## Handling Missing Values in Large-scale ML Pipelines:

**Task 1**: Impute with Mean or Median
- Step 1: Load a dataset with missing values (e.g., Boston Housing dataset).
- Step 2: Identify columns with missing values.
- Step 3: Impute missing values using the mean or median of the respective columns.

In [10]:
import pandas as pd
from sklearn.datasets import fetch_california_housing
from sklearn.impute import SimpleImputer
import numpy as np

data = fetch_california_housing(as_frame=True)
df = data.frame

# Introduce missing values artificially
np.random.seed(42)
df.loc[df.sample(frac=0.1).index, 'MedInc'] = np.nan

missing_cols = df.columns[df.isnull().any()]

imputer = SimpleImputer(strategy='median')
df[missing_cols] = imputer.fit_transform(df[missing_cols])


**Task 2**: Impute with the Most Frequent Value
- Step 1: Use the Titanic dataset and identify columns with missing values.
- Step 2: Impute categorical columns using the most frequent value.

In [11]:
import pandas as pd
from sklearn.impute import SimpleImputer

url = "https://raw.githubusercontent.com/datasciencedojo/datasets/master/titanic.csv"
df = pd.read_csv(url)

cat_cols = df.select_dtypes(include=['object']).columns
missing_cat_cols = [col for col in cat_cols if df[col].isnull().any()]

imputer = SimpleImputer(strategy='most_frequent')
df[missing_cat_cols] = imputer.fit_transform(df[missing_cat_cols])


**Task 3**: Advanced Imputation - k-Nearest Neighbors
- Step 1: Implement KNN imputation using the KNNImputer from sklearn.
- Step 2: Explore how KNN imputation improves data completion over simpler methods.

In [12]:
import pandas as pd
from sklearn.impute import KNNImputer

url = "https://raw.githubusercontent.com/datasciencedojo/datasets/master/titanic.csv"
df = pd.read_csv(url)

num_cols = df.select_dtypes(include=['float64', 'int64']).columns
imputer = KNNImputer(n_neighbors=5)
df[num_cols] = imputer.fit_transform(df[num_cols])
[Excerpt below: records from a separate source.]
//! Short-time Fourier transform with centered frames
//!
//! Frames are laid out row-major: `spec[frame][bin]`, `n_fft / 2 + 1` bins per
//! frame. The signal is zero-padded by `n_fft / 2` on both sides so frame `t`
//! is centered on sample `t * hop`.

use super::DspError;
use realfft::num_complex::Complex;
use realfft::RealFftPlanner;
use std::f32::consts::PI;

/// Complex spectrogram, `[frame][bin]`
pub type Spectrogram = Vec<Vec<Complex<f32>>>;

/// Periodic Hann window of length `n`
pub fn hann_window(n: usize) -> Vec<f32> {
    (0..n)
        .map(|i| 0.5 - 0.5 * (2.0 * PI * i as f32 / n as f32).cos())
        .collect()
}

fn check_params(n_fft: usize, hop: usize) -> Result<(), DspError> {
    if n_fft < 2 || n_fft % 2 != 0 {
        return Err(DspError::InvalidParameter(format!(
            "n_fft must be even and >= 2, got {}",
            n_fft
        )));
    }
    if hop == 0 || hop > n_fft {
        return Err(DspError::InvalidParameter(format!(
            "hop must be in 1..={}, got {}",
            n_fft, hop
        )));
    }
    Ok(())
}

/// Forward STFT
pub fn stft(samples: &[f32], n_fft: usize, hop: usize) -> Result<Spectrogram, DspError> {
    check_params(n_fft, hop)?;
    if samples.is_empty() {
        return Err(DspError::EmptySignal);
    }

    let pad = n_fft / 2;
    let mut padded = vec![0.0f32; samples.len() + 2 * pad];
    padded[pad..pad + samples.len()].copy_from_slice(samples);

    let n_frames = 1 + (padded.len() - n_fft) / hop;
    let window = hann_window(n_fft);

    let mut planner = RealFftPlanner::<f32>::new();
    let fft = planner.plan_fft_forward(n_fft);
    let mut frame_buf = fft.make_input_vec();
    let mut scratch = fft.make_scratch_vec();

    let mut spec = Vec::with_capacity(n_frames);
    for t in 0..n_frames {
        let start = t * hop;
        for (i, slot) in frame_buf.iter_mut().enumerate() {
            *slot = padded[start + i] * window[i];
        }
        let mut bins = fft.make_output_vec();
        fft.process_with_scratch(&mut frame_buf, &mut bins, &mut scratch)
            .map_err(|e| DspError::Fft(e.to_string()))?;
        spec.push(bins);
    }

    Ok(spec)
}

/// Inverse STFT by weighted overlap-add.
///
/// Output is trimmed or zero-padded to exactly `length` samples.
pub fn istft(spec: &[Vec<Complex<f32>>], n_fft: usize, hop: usize, length: usize) -> Result<Vec<f32>, DspError> {
    check_params(n_fft, hop)?;
    let n_bins = n_fft / 2 + 1;
    if spec.iter().any(|frame| frame.len() != n_bins) {
        return Err(DspError::InvalidParameter(format!(
            "every frame must have {} bins",
            n_bins
        )));
    }
    if spec.is_empty() {
        return Ok(vec![0.0; length]);
    }

    let window = hann_window(n_fft);
    let total = n_fft + hop * (spec.len() - 1);
    let mut output = vec![0.0f32; total];
    let mut window_sum = vec![0.0f32; total];

    let mut planner = RealFftPlanner::<f32>::new();
    let ifft = planner.plan_fft_inverse(n_fft);
    let mut frame_out = ifft.make_output_vec();
    let mut scratch = ifft.make_scratch_vec();
    let norm = 1.0 / n_fft as f32;

    for (t, frame) in spec.iter().enumerate() {
        let mut bins = frame.clone();
        // DC and Nyquist must be real for a real-valued inverse
        bins[0].im = 0.0;
        bins[n_bins - 1].im = 0.0;
        ifft.process_with_scratch(&mut bins, &mut frame_out, &mut scratch)
            .map_err(|e| DspError::Fft(e.to_string()))?;

        let start = t * hop;
        for i in 0..n_fft {
            output[start + i] += frame_out[i] * norm * window[i];
            window_sum[start + i] += window[i] * window[i];
        }
    }

    for (sample, &w) in output.iter_mut().zip(window_sum.iter()) {
        if w > f32::MIN_POSITIVE {
            *sample /= w;
        }
    }

    let pad = n_fft / 2;
    let mut trimmed: Vec<f32> = output.into_iter().skip(pad).take(length).collect();
    trimmed.resize(length, 0.0);
    Ok(trimmed)
}

/// Magnitude of every bin
pub fn magnitude(spec: &[Vec<Complex<f32>>]) -> Vec<Vec<f32>> {
    spec.iter()
        .map(|frame| frame.iter().map(|c| c.norm()).collect())
        .collect()
}

#[cfg(test)]
mod tests {
    use super::*;

    fn sine(freq: f32, sample_rate: f32, n: usize) -> Vec<f32> {
        (0..n)
            .map(|i| 0.5 * (2.0 * PI * freq * i as f32 / sample_rate).sin())
            .collect()
    }

    #[test]
    fn test_frame_count_and_bins() {
        let spec = stft(&vec![0.0; 4096], 2048, 512).unwrap();
        assert_eq!(spec.len(), 1 + 4096 / 512);
        assert_eq!(spec[0].len(), 1025);
    }

    #[test]
    fn test_roundtrip_reconstructs_signal() {
        let signal = sine(440.0, 16000.0, 8000);
        let spec = stft(&signal, 2048, 512).unwrap();
        let back = istft(&spec, 2048, 512, signal.len()).unwrap();

        assert_eq!(back.len(), signal.len());
        let max_err = signal
            .iter()
            .zip(back.iter())
            .map(|(a, b)| (a - b).abs())
            .fold(0.0f32, f32::max);
        assert!(max_err < 1e-3, "max reconstruction error {}", max_err);
    }

    #[test]
    fn test_istft_pads_to_length() {
        let spec = stft(&vec![0.1; 100], 256, 64).unwrap();
        let back = istft(&spec, 256, 64, 1000).unwrap();
        assert_eq!(back.len(), 1000);
        assert_eq!(back[999], 0.0);
    }

    #[test]
    fn test_invalid_params() {
        assert!(matches!(stft(&[0.0; 10], 255, 64), Err(DspError::InvalidParameter(_))));
        assert!(matches!(stft(&[0.0; 10], 256, 0), Err(DspError::InvalidParameter(_))));
        assert_eq!(stft(&[], 256, 64), Err(DspError::EmptySignal));
    }

    #[test]
    fn test_hann_window_periodic() {
        let w = hann_window(4);
        assert!((w[0] - 0.0).abs() < 1e-6);
        assert!((w[1] - 0.5).abs() < 1e-6);
        assert!((w[2] - 1.0).abs() < 1e-6);
        assert!((w[3] - 0.5).abs() < 1e-6);
    }
}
## Feature Scaling & Normalization Best Practices:

**Task 1**: Standardization
- Step 1: Standardize features using StandardScaler.
- Step 2: Observe how standardization affects data distribution.

In [13]:
import pandas as pd
from sklearn.preprocessing import StandardScaler

data = {'Age': [25, 32, 47, 51, 62], 'Income': [50000, 64000, 120000, 110000, 150000]}
df = pd.DataFrame(data)

scaler = StandardScaler()
df_scaled = pd.DataFrame(scaler.fit_transform(df), columns=df.columns)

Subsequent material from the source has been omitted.